New York Doctor Informs Patients of Disclosure of their PHI


A New York doctor has begun informing patients that their PHI has been exposed and has been possibly retrieved by illegal people.

Ruben U. Carvajal, MD was warned of a probable secrecy breach on January 3, 2018 and informed that some of his patients’ health information was available over the Internet. An inquiry into the probable secrecy breach was initiated and the problem was reported to the New York Police Division and the Federal Bureau of Investigation (FBI).

FBI detectives visited his office and checked his computer. On February 18, 2018, the FBI verified that the EMR program on his computer had been retrieved by an illegal person. A forensic detective was called in to carry out a detailed investigation to decide the type and range of the breach.

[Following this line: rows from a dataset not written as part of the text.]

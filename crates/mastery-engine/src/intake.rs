//! Exercise result intake: classify a graded result into evidence, record it,
//! touch activity and evaluate promotion.

use chrono::{DateTime, Utc};
use mastery_core::{
    Dimension, EngineConfig, EvidenceDraft, EvidenceId, ExerciseResult, LearnerId,
};
use mastery_store::{MasteryStore, StoreError};
use serde::Serialize;
use serde_json::json;
use tracing::{debug, warn};

use crate::promotion::{self, PromotionEvent, PromotionResult};

/// What one intake call did.
#[derive(Debug, Clone, PartialEq, Serialize)]
pub struct IntakeOutcome {
    /// Dimensions that received evidence, in classification order.
    pub evidence_recorded: Vec<Dimension>,
    /// Ids of the appended records.
    pub evidence_ids: Vec<EvidenceId>,
    /// Evaluation of the result's level after recording.
    pub promotion: PromotionResult,
}

impl IntakeOutcome {
    /// The promotion event, if the result completed the level.
    pub fn promotion_event(&self) -> Option<&PromotionEvent> {
        self.promotion.promotion()
    }
}

/// Maps a graded result to evidence drafts. The rules are independent: one
/// result can produce several drafts, or none.
pub fn classify(
    learner_id: &LearnerId,
    result: &ExerciseResult,
    config: &EngineConfig,
) -> Vec<EvidenceDraft> {
    let mut drafts = Vec::new();

    if result.is_curveball {
        let score = result.curveball_score.unwrap_or(result.total_score);
        let mut detail = json!({ "max_score": config.depth.max_score });
        if let Some(kind) = &result.curveball_type {
            detail["curveball_type"] = json!(kind);
        }
        drafts.push(
            EvidenceDraft::new(
                Dimension::Depth,
                learner_id.clone(),
                result.level,
                score,
                score >= config.depth.pass_score,
            )
            .with_detail(detail),
        );
    } else if result.passed && config.breadth.elevated_tiers.contains(&result.tier) {
        if let Some(tag) = &result.context_tag {
            drafts.push(
                EvidenceDraft::new(
                    Dimension::Breadth,
                    learner_id.clone(),
                    result.level,
                    result.total_score,
                    true,
                )
                .with_context_tag(tag.clone())
                .with_detail(json!({ "tier": result.tier })),
            );
        }
    }

    if result.is_foundation_check {
        let check_level = result
            .check_level
            .unwrap_or_else(|| result.level.saturating_sub(1));
        if (1..result.level).contains(&check_level) {
            drafts.push(EvidenceDraft::new(
                Dimension::Foundation,
                learner_id.clone(),
                check_level,
                result.total_score,
                result.passed,
            ));
        } else {
            warn!(
                learner = %learner_id,
                exercise = %result.exercise_id,
                level = result.level,
                check_level,
                "foundation check level must be below the working level; ignored"
            );
        }
    }

    if result.is_capstone {
        drafts.push(EvidenceDraft::new(
            Dimension::Application,
            learner_id.clone(),
            result.level,
            result.total_score,
            result.passed,
        ));
    }

    drafts
        .into_iter()
        .map(|d| d.with_source_exercise(result.exercise_id.clone()))
        .collect()
}

/// Records the result's evidence, touches the level's activity time and
/// evaluates promotion.
pub fn process<S: MasteryStore + ?Sized>(
    store: &mut S,
    config: &EngineConfig,
    learner_id: &LearnerId,
    result: &ExerciseResult,
    now: DateTime<Utc>,
) -> Result<IntakeOutcome, StoreError> {
    let drafts = classify(learner_id, result, config);
    if drafts.is_empty() {
        warn!(
            learner = %learner_id,
            exercise = %result.exercise_id,
            "exercise result matched no evidence rule"
        );
    }

    let mut evidence_recorded = Vec::with_capacity(drafts.len());
    let mut evidence_ids = Vec::with_capacity(drafts.len());
    for draft in drafts {
        let record = store.append_evidence(draft, now)?;
        debug!(
            learner = %learner_id,
            evidence_id = %record.evidence_id,
            dimension = %record.dimension,
            "evidence recorded"
        );
        evidence_recorded.push(record.dimension);
        evidence_ids.push(record.evidence_id);
    }

    if let Some(mut status) = store.get_status(learner_id, result.level)? {
        status.last_activity_at = now;
        store.put_status(status)?;
    }

    let promotion = promotion::evaluate(store, config, learner_id, result.level, now)?;
    Ok(IntakeOutcome {
        evidence_recorded,
        evidence_ids,
        promotion,
    })
}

On May 22, 2018 the forensic detective decided that the doctor’s computer had been retrieved by an illegal person between December 16, 2017 and January 3, 2018.

Any person that gained access to the physician’s computer might have gained access to the EMR system, even though the forensic inspection didn’t verify whether the program was retrieved, even though based on the discoveries of the FBI it can be supposed that this was the case.

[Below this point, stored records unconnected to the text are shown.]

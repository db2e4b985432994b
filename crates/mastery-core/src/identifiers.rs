use crate::validation::ValidationError;
use regex::Regex;
use serde::{Deserialize, Serialize};
use std::sync::OnceLock;

/// Skill level. Levels start at 1; foundation checks for level `n` cover `1..n`.
pub type Level = u32;

/// Rejects level 0.
pub fn check_level(level: Level) -> Result<Level, ValidationError> {
    if level == 0 {
        return Err(ValidationError::OutOfBounds {
            field: "level",
            value: level.to_string(),
        });
    }
    Ok(level)
}

macro_rules! newtype {
    ($name:ident, $doc:expr, $pattern:expr) => {
        #[doc = $doc]
        #[derive(Debug, Clone, PartialEq, Eq, PartialOrd, Ord, Hash, Serialize, Deserialize)]
        #[serde(try_from = "String", into = "String")]
        pub struct $name(String);

        impl $name {
            /// Creates a new instance without validation; callers are responsible for conformity.
            pub fn new(value: String) -> Self {
                Self(value)
            }

            /// Parses a validated identifier from a string.
            pub fn parse(value: impl Into<String>) -> Result<Self, ValidationError> {
                static PATTERN: OnceLock<Regex> = OnceLock::new();
                let s = value.into();
                let re = PATTERN.get_or_init(|| Regex::new($pattern).expect("invalid regex"));
                if !re.is_match(&s) {
                    return Err(ValidationError::PatternMismatch {
                        field: stringify!($name),
                        value: s,
                    });
                }
                Ok(Self(s))
            }

            /// Returns the identifier as a string slice.
            pub fn as_str(&self) -> &str {
                &self.0
            }
        }

        impl TryFrom<String> for $name {
            type Error = ValidationError;

            fn try_from(value: String) -> Result<Self, Self::Error> {
                Self::parse(value)
            }
        }

        impl From<$name> for String {
            fn from(value: $name) -> Self {
                value.0
            }
        }

        impl AsRef<str> for $name {
            fn as_ref(&self) -> &str {
                &self.0
            }
        }

        impl std::fmt::Display for $name {
            fn fmt(&self, f: &mut std::fmt::Formatter<'_>) -> std::fmt::Result {
                f.write_str(&self.0)
            }
        }

        impl std::str::FromStr for $name {
            type Err = ValidationError;

            fn from_str(s: &str) -> Result<Self, Self::Err> {
                Self::parse(s)
            }
        }
    };
}

newtype!(
    LearnerId,
    "Stable learner identifier (pattern: `[A-Za-z0-9][A-Za-z0-9_.:-]{0,127}`).",
    r"^[A-Za-z0-9][A-Za-z0-9_.:-]{0,127}$"
);
newtype!(
    ContextTag,
    "Situational context a breadth exercise was set in, e.g. `time_pressured`.",
    r"^[a-z][a-z0-9_]{0,63}$"
);

#[cfg(test)]
mod tests {
    use super::*;

    #[test]
    fn learner_id_accepts_typical_ids() {
        assert!(LearnerId::parse("learner-42").is_ok());
        assert!(LearnerId::parse("org:acme.u_7").is_ok());
    }

    #[test]
    fn learner_id_rejects_empty_and_spaces() {
        assert!(LearnerId::parse("").is_err());
        assert!(LearnerId::parse("has space").is_err());
        assert!(LearnerId::parse("-leading").is_err());
    }

    #[test]
    fn level_zero_is_rejected() {
        assert!(check_level(0).is_err());
        assert_eq!(check_level(1).unwrap(), 1);
    }

    #[test]
    fn context_tag_is_lowercase_snake() {
        assert!(ContextTag::parse("time_pressured").is_ok());
        assert!(ContextTag::parse("Formal").is_err());
        assert!(ContextTag::parse("9lives").is_err());
    }

    #[test]
    fn deserialization_applies_the_pattern() {
        let tag: ContextTag = serde_json::from_str("\"formal\"").unwrap();
        assert_eq!(tag.as_str(), "formal");
        assert!(serde_json::from_str::<ContextTag>("\"Not A Tag!!\"").is_err());
        assert!(serde_json::from_str::<ContextTag>("\"Formal\"").is_err());
        assert!(serde_json::from_str::<LearnerId>("\"\"").is_err());
    }

    #[test]
    fn serializes_as_plain_string() {
        let id = LearnerId::parse("ada").unwrap();
        assert_eq!(serde_json::to_string(&id).unwrap(), "\"ada\"");
    }
}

The kinds of information that were possibly seen and/or copied contained names, health insurance details, medications, lab test results, treatment information, diagnoses, medical histories, birthdates, addresses, and claims information. Patients that get Medicare also had their Medicare ID numbers and Social Security numbers revealed.

Dr. Carvajal began informing patients regarding the breach on July 17, 2018 and patients have been offered free credit checking and identity thievery protection facilities. Measures have now been taken to improve safety to avoid similar breaches from happening in the time to come.

The breach report presented to the Division of Health and Human Services’ Office for Civil Rights shows 3,775 patients have had their PHI revealed.